In the early 2000s, the City of Vienna and ÖBB planned to extend the S45 downstream to the Wien Praterkai station (S80) at the Stadlauer Ostbahnbrücke. The extension of the U2 to Stadlau was then preferred to this project by the city administration. In the year the U2 extension went into operation, 2010, the S45 extension was discussed by ÖVP members of parliament by asking Transport Minister Doris Bures .
Donauuferbahn at Brigittenau station
Donauuferbahn at the Handelskai
literature
- Ludwig Huss: The Danube Bank Railway in Vienna. Lecture given on March 2, 1878 . In: Josef Melan : Journal of the Austrian Association of Engineers and Architects . Volume 30.1878, XXX. Year, ZDB -ID 2534647-7 . Waldheim, Vienna 1878, pp. 113–124, drawings / plans: sheets 22–24. - Full text online (PDF; 5.3 MB) .

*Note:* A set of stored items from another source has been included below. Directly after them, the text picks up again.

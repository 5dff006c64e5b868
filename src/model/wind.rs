use serde::{Deserialize, Serialize};
use std::fmt;

/// Direction the wind is blowing, relative to a player hitting toward the top of the screen.
#[derive(Serialize, Deserialize, Clone, Copy, Debug, PartialEq, Eq, Hash, Default)]
pub enum WindDirection {
    #[default]
    N,
    NE,
    E,
    SE,
    S,
    SW,
    W,
    NW,
}

impl WindDirection {
    pub const ALL: [WindDirection; 8] = [
        WindDirection::N,
        WindDirection::NE,
        WindDirection::E,
        WindDirection::SE,
        WindDirection::S,
        WindDirection::SW,
        WindDirection::W,
        WindDirection::NW,
    ];

    #[must_use]
    pub fn code(self) -> &'static str {
        match self {
            WindDirection::N => "N",
            WindDirection::NE => "NE",
            WindDirection::E => "E",
            WindDirection::SE => "SE",
            WindDirection::S => "S",
            WindDirection::SW => "SW",
            WindDirection::W => "W",
            WindDirection::NW => "NW",
        }
    }

    #[must_use]
    pub fn label(self) -> &'static str {
        match self {
            WindDirection::N => "Headwind",
            WindDirection::NE => "Headwind / L→R",
            WindDirection::E => "Left → Right",
            WindDirection::SE => "Tailwind / L→R",
            WindDirection::S => "Tailwind",
            WindDirection::SW => "Tailwind / R→L",
            WindDirection::W => "Right → Left",
            WindDirection::NW => "Headwind / R→L",
        }
    }

    /// Angle in degrees between where the wind blows and the player-to-target line.
    /// 0 is straight into the player's face.
    #[must_use]
    pub fn angle_deg(self) -> f64 {
        match self {
            WindDirection::N => 0.0,
            WindDirection::NE => 45.0,
            WindDirection::E => 90.0,
            WindDirection::SE => 135.0,
            WindDirection::S => 180.0,
            WindDirection::SW => 225.0,
            WindDirection::W => 270.0,
            WindDirection::NW => 315.0,
        }
    }

    #[must_use]
    pub fn arrow(self) -> &'static str {
        match self {
            WindDirection::N => "↓",
            WindDirection::NE => "↘",
            WindDirection::E => "→",
            WindDirection::SE => "↗",
            WindDirection::S => "↑",
            WindDirection::SW => "↖",
            WindDirection::W => "←",
            WindDirection::NW => "↙",
        }
    }

    #[must_use]
    pub fn from_code(code: &str) -> Option<Self> {
        let code = code.trim();
        Self::ALL
            .into_iter()
            .find(|d| d.code().eq_ignore_ascii_case(code))
    }

    /// Unknown codes fall back to a headwind.
    #[must_use]
    pub fn from_code_or_default(code: &str) -> Self {
        Self::from_code(code).unwrap_or_default()
    }
}

impl fmt::Display for WindDirection {
    fn fmt(&self, f: &mut fmt::Formatter<'_>) -> fmt::Result {
        write!(f, "{}", self.code())
    }
}
pub mod selector;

- Ludwig Huss: Communications about the Danube-Bank railway line Vienna – Kaiser-Ebersdorf (...) Lecture, given (...) on December 11, 1880 . In: Josef Melan: Journal of the Austrian Association of Engineers and Architects . Volume 33.1881, XXXIII. Vintage, ZDB-ID 2534647-7. Self-published, Vienna 1881, p. 1 ff., Drawings / plans: pages 1 ff. ( PDF ; 7.5 MiB).
- Hans Peter Pawlik , Josef Otto Slezak , Otto Wagner (Ill.): Wagner's work for Vienna. Total work of art light rail . International Archives for Locomotive History , Volume 44, ZDB -ID 256348-4 . Verlag Josef Otto Slezak, Vienna 1999, ISBN 3-85416-185-9 .

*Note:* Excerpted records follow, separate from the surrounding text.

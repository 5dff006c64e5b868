use serde::{Deserialize, Serialize};
use std::fmt;

use crate::error::SelectorError;
use crate::model::{Bag, Club};

pub const MIN_SWING_PCT: f64 = 50.0;
pub const MAX_SWING_PCT: f64 = 115.0;

#[derive(Serialize, Deserialize, Clone, Copy, Debug, PartialEq, Eq, Hash)]
pub enum EffortLabel {
    #[serde(rename = "very smooth")]
    VerySmooth,
    #[serde(rename = "smooth")]
    Smooth,
    #[serde(rename = "normal")]
    Normal,
    #[serde(rename = "firm")]
    Firm,
    #[serde(rename = "all out")]
    AllOut,
}

impl EffortLabel {
    /// Bands are half-open; a value sitting on a boundary takes the higher band.
    #[must_use]
    pub fn for_swing_pct(pct: f64) -> Self {
        if pct < 65.0 {
            EffortLabel::VerySmooth
        } else if pct < 80.0 {
            EffortLabel::Smooth
        } else if pct < 95.0 {
            EffortLabel::Normal
        } else if pct < 105.0 {
            EffortLabel::Firm
        } else {
            EffortLabel::AllOut
        }
    }

    #[must_use]
    pub fn as_str(self) -> &'static str {
        match self {
            EffortLabel::VerySmooth => "very smooth",
            EffortLabel::Smooth => "smooth",
            EffortLabel::Normal => "normal",
            EffortLabel::Firm => "firm",
            EffortLabel::AllOut => "all out",
        }
    }
}

impl fmt::Display for EffortLabel {
    fn fmt(&self, f: &mut fmt::Formatter<'_>) -> fmt::Result {
        write!(f, "{}", self.as_str())
    }
}

#[derive(Serialize, Deserialize, Clone, Debug, PartialEq)]
pub struct ClubPick {
    pub club: Club,
    pub swing_pct: f64,
    pub effort: EffortLabel,
}

impl ClubPick {
    #[must_use]
    pub fn new(club: &Club, effective_distance: f64) -> Self {
        let swing_pct = swing_pct(effective_distance, club.carry);
        Self {
            club: club.clone(),
            swing_pct,
            effort: EffortLabel::for_swing_pct(swing_pct),
        }
    }
}

#[derive(Serialize, Deserialize, Clone, Debug, PartialEq)]
pub struct Recommendation {
    pub primary: ClubPick,
    pub alternatives: Vec<ClubPick>,
    pub needs_more_than_longest: bool,
}

/// Share of a club's carry needed to cover `effective_distance`, held to a
/// plausible effort range. A zero carry asked to cover zero meters counts as
/// the softest swing.
#[must_use]
pub fn swing_pct(effective_distance: f64, carry: f64) -> f64 {
    let pct = effective_distance / carry * 100.0;
    if pct.is_nan() {
        return MIN_SWING_PCT;
    }
    pct.clamp(MIN_SWING_PCT, MAX_SWING_PCT)
}

/// Pick the shortest club that still reaches, plus its neighbours either side.
///
/// # Errors
///
/// Returns `SelectorError::EmptyBag` when there is nothing to choose from.
pub fn recommend(bag: &Bag, effective_distance: f64) -> Result<Recommendation, SelectorError> {
    let sorted = bag.sorted_by_carry();
    let longest_idx = sorted.len().checked_sub(1).ok_or(SelectorError::EmptyBag)?;

    let idx = sorted
        .iter()
        .position(|c| c.carry >= effective_distance)
        .unwrap_or(longest_idx);

    let mut alternatives = Vec::with_capacity(2);
    if let Some(shorter) = idx.checked_sub(1).and_then(|i| sorted.get(i)) {
        alternatives.push(ClubPick::new(shorter, effective_distance));
    }
    if let Some(longer) = sorted.get(idx + 1) {
        alternatives.push(ClubPick::new(longer, effective_distance));
    }

    Ok(Recommendation {
        primary: ClubPick::new(sorted[idx], effective_distance),
        alternatives,
        needs_more_than_longest: effective_distance > sorted[longest_idx].carry,
    })
}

- Austrian Federal Railways, Alfred Horn: ÖBB manual . Austrian Federal Railways, ÖBB-Handbuch, Volume 1993, ZDB -ID 644323-0 . Bohmann-Verlag, Vienna 1993, ISBN 3-7002-0824-3 .
Web links
Individual evidence
- ^ Felix Czeike : Historical Lexicon Vienna . Volume 2: De - Gy . Kremayr & Scheriau, Vienna 1993, ISBN 3-218-00544-2 , p. 74.
- ↑ Little Chronicle. (...) Danube bank railway. In: Wiener Zeitung , No. 155/1885, July 10, 1885, p. 2 Mitt. (Online at ANNO ). .
- ↑ Daily news. (...) Opening of the Danube bank railway for general passenger traffic. In: Tages-Post , No. 125/1898, June 3, 1898, p. 4, center left. (Online at ANNO ). .
- ↑ Question of 9 July 2010 on Parliament's website
Remarks
- ↑ During the planning and construction of the bridges over the Danube Canal and Winterhafen, the Kaiserebersdorf (-Albern) station was the southern end of the line. See the contributions by Ludwig Huss (1836–1899).